The goal of this study was to determine whether selegiline (L-deprenyl), a selective monoamine oxidase B inhibitor and antioxidant, would improve neuroleptic-induced tardive dyskinesia (TD). Thirty-three patients with TD were randomly assigned to selegiline 10 mg/day or placebo for 6 weeks and were assessed at baseline and at weeks 1, 2, 4, and 6 for TD, parkinsonism, akathisia, depression, and positive and negative symptoms. Examinations for TD were videotaped and scored by a rater unaware of the temporal sequence of examination. Twenty-eight subjects completed at least 1 week of treatment; all five dropouts were receiving selegiline. When baseline score and gender were controlled, the group receiving selegiline displayed significantly less improvement of TD compared with the placebo group. The two treatment groups did not differ in any other outcome measure. Selegiline was less effective than placebo in reducing symptoms of TD over a 6-week trial. This may be the result of the dopamine agonist effects associated with selegiline.
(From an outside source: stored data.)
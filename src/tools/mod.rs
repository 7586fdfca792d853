//! Tool system: trait, schema builder, validation, travel-domain stubs.

pub mod tool;
pub mod travel;
pub mod types;
pub mod validation;

pub use tool::{FnTool, Tool, ToolContext, ToolReply};
pub use types::ToolParameters;
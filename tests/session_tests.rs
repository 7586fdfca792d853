//! Tests for the session driver and the interrupt/resume bridge.

mod common;

use std::sync::Arc;

use futures::StreamExt;
use pretty_assertions::assert_eq;
use serde_json::json;

use concierge::aggregate::{Emission, SessionPhase};
use concierge::error::ConciergeError;
use concierge::runtime::{RunInput, SessionConfig};
use concierge::session::{ResumePolicy, Session, ERROR_FALLBACK};
use concierge::types::{ChatMessage, ResumeCommand};

use common::{ok_script, ScriptedRuntime};

async fn drain(mut stream: concierge::session::EmissionStream) -> Vec<Emission> {
    let mut emissions = Vec::new();
    while let Some(item) = stream.next().await {
        emissions.push(item.unwrap());
    }
    emissions
}

#[tokio::test]
async fn manual_interrupt_pauses_until_resume() {
    let runtime = Arc::new(
        ScriptedRuntime::new(ok_script(vec![
            json!({"agent": {"messages": [{"content": "Checking availability"}]}}),
            json!({"__interrupt__": [{"value": "Approve booking?"}]}),
        ]))
        .with_resume_script(ok_script(vec![
            json!({"tools": {"messages": [{"content": "Successfully booked a stay at the Ritz."}]}}),
        ])),
    );
    let session = Session::from_arc(Arc::clone(&runtime), SessionConfig::new("thread-1"));

    let stream = session
        .stream(RunInput::from_user("Book the Ritz"))
        .await
        .unwrap();
    let emissions = drain(stream).await;
    assert_eq!(
        emissions,
        vec![
            Emission::Text("Checking availability".to_string()),
            Emission::Interrupt("Approve booking?".to_string()),
        ]
    );
    assert_eq!(session.phase(), SessionPhase::Paused);
    assert!(runtime.resume_commands.lock().unwrap().is_empty());

    let resumed = session.resume(ResumeCommand::Approve).await.unwrap();
    let emissions = drain(resumed).await;
    assert_eq!(
        emissions,
        vec![Emission::ToolOutput {
            text: "Successfully booked a stay at the Ritz.".to_string(),
            is_error: false,
        }]
    );
    assert_eq!(session.phase(), SessionPhase::Running);
    assert_eq!(
        *runtime.resume_commands.lock().unwrap(),
        vec![ResumeCommand::Approve]
    );
}

#[tokio::test]
async fn auto_resume_splices_resumed_chunks_into_one_stream() {
    let runtime = Arc::new(
        ScriptedRuntime::new(ok_script(vec![
            json!({"__interrupt__": [{"value": "Approve booking?"}]}),
        ]))
        .with_resume_script(ok_script(vec![
            json!({"agent": {"messages": [{"content": "Booked!"}]}}),
        ])),
    );
    let session = Session::from_arc(Arc::clone(&runtime), SessionConfig::new("thread-1"))
        .with_resume_policy(ResumePolicy::Auto(ResumeCommand::Approve));

    let stream = session
        .stream(RunInput::from_user("Book the Ritz"))
        .await
        .unwrap();
    let emissions = drain(stream).await;

    assert_eq!(
        emissions,
        vec![
            Emission::Interrupt("Approve booking?".to_string()),
            Emission::Text("Booked!".to_string()),
        ]
    );
    assert_eq!(
        *runtime.resume_commands.lock().unwrap(),
        vec![ResumeCommand::Approve]
    );
    assert_eq!(session.phase(), SessionPhase::Running);
}

#[tokio::test]
async fn auto_resume_keeps_the_processed_id_set_across_the_splice() {
    let runtime = Arc::new(
        ScriptedRuntime::new(ok_script(vec![
            json!({"flight_assistant": {"messages": [{"id": "m1", "type": "ai", "content": "Finding flights"}]}}),
            json!({"__interrupt__": [{"value": "Approve?"}]}),
        ]))
        .with_resume_script(ok_script(vec![
            // The resumed run replays state containing the same message id.
            json!({"flight_assistant": {"messages": [
                {"id": "m1", "type": "ai", "content": "Finding flights"},
                {"id": "m2", "type": "ai", "content": "Flight booked"}
            ]}}),
        ])),
    );
    let session = Session::from_arc(Arc::clone(&runtime), SessionConfig::new("thread-2"))
        .with_resume_policy(ResumePolicy::Auto(ResumeCommand::Approve));

    let stream = session.stream(RunInput::from_user("book it")).await.unwrap();
    let emissions = drain(stream).await;

    assert_eq!(
        emissions,
        vec![
            Emission::Text("Finding flights".to_string()),
            Emission::Interrupt("Approve?".to_string()),
            Emission::Text("Flight booked".to_string()),
        ]
    );
}

#[tokio::test]
async fn edit_resume_command_carries_arguments() {
    let runtime = Arc::new(
        ScriptedRuntime::new(ok_script(vec![
            json!({"__interrupt__": [{"value": "Approve or edit?"}]}),
        ]))
        .with_resume_script(ok_script(vec![])),
    );
    let session = Session::from_arc(Arc::clone(&runtime), SessionConfig::new("thread-3"));

    let stream = session.stream(RunInput::from_user("book")).await.unwrap();
    drain(stream).await;

    let mut args = serde_json::Map::new();
    args.insert("hotel_name".to_string(), json!("Grand Hotel"));
    let resumed = session
        .resume(ResumeCommand::Edit { args: args.clone() })
        .await
        .unwrap();
    drain(resumed).await;

    assert_eq!(
        *runtime.resume_commands.lock().unwrap(),
        vec![ResumeCommand::Edit { args }]
    );
}

#[tokio::test]
async fn mid_stream_errors_propagate_after_earlier_emissions() {
    let runtime = ScriptedRuntime::new(vec![
        Ok(json!({"agent": {"messages": [{"content": "partial"}]}})),
        Err(ConciergeError::Runtime("model overloaded".to_string())),
    ]);
    let session = Session::new(runtime, SessionConfig::new("thread-4"));

    let mut stream = session.stream(RunInput::from_user("hi")).await.unwrap();

    // Consumers accumulate text and substitute a generic apology on error.
    let mut transcript = ChatMessage::assistant("");
    let first = stream.next().await.unwrap().unwrap();
    assert_eq!(first, Emission::Text("partial".to_string()));
    transcript.append(first.text());

    let error = stream.next().await.unwrap().unwrap_err();
    assert!(error.is_runtime());
    transcript.append(ERROR_FALLBACK);
    assert_eq!(
        transcript.content,
        "partialSorry, something went wrong. Please try again."
    );
    assert!(stream.next().await.is_none());
}

#[tokio::test]
async fn start_failure_surfaces_as_error() {
    let session = Session::new(ScriptedRuntime::failing(), SessionConfig::new("thread-5"));
    let error = session
        .stream(RunInput::from_user("hi"))
        .await
        .err()
        .expect("start should fail");
    assert!(matches!(error, ConciergeError::Runtime(_)));
}

#[tokio::test]
async fn run_input_and_session_config_reach_the_runtime() {
    let runtime = Arc::new(ScriptedRuntime::new(ok_script(vec![])));
    let config = SessionConfig::new("thread-6")
        .with_user_name("Joe")
        .with_recursion_limit(7);
    let session = Session::from_arc(Arc::clone(&runtime), config.clone());

    let input = RunInput::from_user("plan a trip")
        .with_system("You are a helpful assistant that can help me book a hotel. Your name is Joe.");
    drain(session.stream(input.clone()).await.unwrap()).await;

    assert_eq!(*runtime.inputs.lock().unwrap(), vec![input]);
    assert_eq!(session.config(), &config);
}
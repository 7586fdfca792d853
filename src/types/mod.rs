//! Core data types: transcript messages, runtime messages, run updates.

pub mod chat;
pub mod message;
pub mod update;

pub use chat::{ChatMessage, Role};
pub use message::{ContentBlock, MessageContent, RuntimeMessage};
pub use update::{InterruptPrompt, IntermediateStep, ResumeCommand, RunUpdate, StepAction};
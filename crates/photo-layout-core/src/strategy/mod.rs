use tracing::debug;

use crate::config::StrategyKind;
use crate::expand::{ExpandedUnit, expand_specs};
use crate::model::{LayoutPosition, LayoutResult, MarginConfig, PageGeometry, PhotoSpec, PxRect};
use crate::units::Resolution;

pub mod adaptive;
pub mod compact;
pub mod grid;

/// Page geometry resolved to pixels for a single layout run.
///
/// Gaps are clamped at zero so that a negative margin can never make
/// placements overlap.
#[derive(Debug, Clone, Copy, PartialEq)]
pub struct PageFrame {
    printable: PxRect,
    gap_h: i64,
    gap_v: i64,
    resolution: Resolution,
}

/// Pixel size and gaps of one unit.
#[derive(Debug, Clone, Copy, PartialEq, Eq)]
pub struct UnitPx {
    pub width: i64,
    pub height: i64,
    pub gap_h: i64,
    pub gap_v: i64,
}

impl PageFrame {
    pub fn new(page: &PageGeometry, margin: &MarginConfig) -> Self {
        let res = page.resolution;
        let (left, right, top, bottom) = match margin.page {
            Some(pm) => (
                res.mm_to_px(pm.left_mm),
                res.mm_to_px(pm.right_mm),
                res.mm_to_px(pm.top_mm),
                res.mm_to_px(pm.bottom_mm),
            ),
            None => (0, 0, 0, 0),
        };
        let printable = PxRect::new(
            left,
            top,
            page.width_px().saturating_sub(left).saturating_sub(right),
            page.height_px().saturating_sub(top).saturating_sub(bottom),
        );
        Self {
            printable,
            gap_h: res.mm_to_px(margin.horizontal_mm).max(0),
            gap_v: res.mm_to_px(margin.vertical_mm).max(0),
            resolution: res,
        }
    }

    /// Printable rectangle; width/height may be zero or negative.
    pub fn printable(&self) -> PxRect {
        self.printable
    }

    pub fn gap_h(&self) -> i64 {
        self.gap_h
    }

    pub fn gap_v(&self) -> i64 {
        self.gap_v
    }

    pub fn resolution(&self) -> Resolution {
        self.resolution
    }

    /// Pixel size of a unit and the gaps around it (its own override, else
    /// the global gaps).
    ///
    /// Returns `None` for a unit whose pixel width or height is not positive;
    /// such a unit is never placed.
    pub fn unit_px(&self, unit: &ExpandedUnit<'_>) -> Option<UnitPx> {
        let size = unit.size();
        let width = self.resolution.mm_to_px(size.width_mm);
        let height = self.resolution.mm_to_px(size.height_mm);
        if width <= 0 || height <= 0 {
            debug!(photo_id = unit.photo_id(), width, height, "unit has no area");
            return None;
        }
        let (gap_h, gap_v) = match unit.margin() {
            Some(m) => (
                self.resolution.mm_to_px(m.horizontal_mm).max(0),
                self.resolution.mm_to_px(m.vertical_mm).max(0),
            ),
            None => (self.gap_h, self.gap_v),
        };
        Some(UnitPx {
            width,
            height,
            gap_h,
            gap_v,
        })
    }
}

fn position(unit: &ExpandedUnit<'_>, left: i64, top: i64, px: &UnitPx) -> LayoutPosition {
    LayoutPosition {
        left,
        top,
        width: px.width,
        height: px.height,
        photo_id: unit.photo_id().to_owned(),
    }
}

impl StrategyKind {
    /// Lays out `specs` on `page` with this strategy.
    ///
    /// Units that do not fit are left out; the shortfall is visible by
    /// comparing the result against each spec's `repeat_count`.
    pub fn calculate_layout(
        &self,
        page: &PageGeometry,
        specs: &[PhotoSpec],
        margin: &MarginConfig,
    ) -> LayoutResult {
        let units = expand_specs(specs);
        if units.is_empty() {
            return LayoutResult::empty();
        }
        let frame = PageFrame::new(page, margin);
        let positions = match self {
            StrategyKind::Grid => grid::place(&units, &frame),
            StrategyKind::Compact => compact::place(&units, &frame),
            StrategyKind::Adaptive => adaptive::place(&units, &frame),
        };
        debug!(
            strategy = %self,
            requested = units.len(),
            placed = positions.len(),
            "layout computed"
        );
        LayoutResult::from_positions(positions)
    }
}

#[cfg(test)]
mod tests {
    use super::*;
    use crate::model::PageMargin;

    #[test]
    fn printable_area_subtracts_page_margin() {
        let page = PageGeometry::new(210.0, 297.0);
        let margin = MarginConfig::gap(2.0).with_page_margin(PageMargin {
            left_mm: 5.0,
            right_mm: 5.0,
            top_mm: 10.0,
            bottom_mm: 10.0,
        });
        let frame = PageFrame::new(&page, &margin);
        let p = frame.printable();
        assert_eq!((p.left, p.top), (59, 118));
        assert_eq!(p.right(), 2480 - 59);
        assert_eq!(p.bottom(), 3508 - 118);
        assert_eq!((frame.gap_h(), frame.gap_v()), (24, 24));
    }

    #[test]
    fn oversized_page_margin_gives_negative_area() {
        let page = PageGeometry::new(20.0, 20.0);
        let margin = MarginConfig::gap(0.0).with_page_margin(PageMargin::uniform(15.0));
        let frame = PageFrame::new(&page, &margin);
        assert!(frame.printable().width < 0);
        assert_eq!(frame.printable().area(), 0);
    }

    #[test]
    fn unit_override_replaces_global_gaps() {
        let page = PageGeometry::new(100.0, 100.0);
        let frame = PageFrame::new(&page, &MarginConfig::gap(2.0));
        let specs = vec![
            PhotoSpec::new("a", 25.0, 35.0, 1),
            PhotoSpec::new("b", 25.0, 35.0, 1).with_margin(5.0, -1.0),
        ];
        let units = expand_specs(&specs);
        let a = frame.unit_px(&units[0]).expect("positive size");
        let b = frame.unit_px(&units[1]).expect("positive size");
        assert_eq!((a.width, a.height, a.gap_h, a.gap_v), (295, 413, 24, 24));
        assert_eq!((b.gap_h, b.gap_v), (59, 0));
    }

    #[test]
    fn unit_without_area_has_no_pixels() {
        let frame = PageFrame::new(&PageGeometry::new(100.0, 100.0), &MarginConfig::gap(2.0));
        let specs = vec![
            PhotoSpec::new("neg", -20.0, 10.0, 1),
            PhotoSpec::new("flat", 10.0, 0.0, 1),
            PhotoSpec::new("speck", 0.01, 10.0, 1),
            PhotoSpec::new("nan", f64::NAN, 10.0, 1),
        ];
        for unit in expand_specs(&specs) {
            assert_eq!(frame.unit_px(&unit), None, "{}", unit.photo_id());
        }
    }

    #[test]
    fn huge_page_saturates_instead_of_overflowing() {
        let page = PageGeometry::new(1e300, 1e300);
        let frame = PageFrame::new(&page, &MarginConfig::gap(1e300));
        assert_eq!(frame.printable().right(), i64::MAX);
        assert_eq!(frame.printable().area(), u64::MAX);
        assert_eq!(frame.gap_h(), i64::MAX);
    }
}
本研究的目的是确定司来吉兰(L-司立吉林),一种选择性单胺氧化酶B抑制剂及抗氧化剂,是否能改善抗精神病药物所致的迟发性运动障碍(TD)。33例TD患者被随机分配至接受每日10mg司来吉兰或安慰剂治疗6周,并在基线期以及第1、2、4和6周时对TD、帕金森症、静坐不能、抑郁以及阳性和阴性症状进行评估。对TD的检查进行录像,并由一名不知检查时间顺序的评估者评分。28名受试者完成了至少1周的治疗;所有5名退出者均接受司来吉兰治疗。在对基线评分和性别进行控制后,与安慰剂组相比,接受司来吉兰治疗的组在TD改善方面显著较少。两个治疗组在任何其他结局指标上均无差异。在为期6周的试验中,司来吉兰在减轻TD症状方面比安慰剂效果更差。这可能是与司来吉兰相关的多巴胺激动剂效应的结果。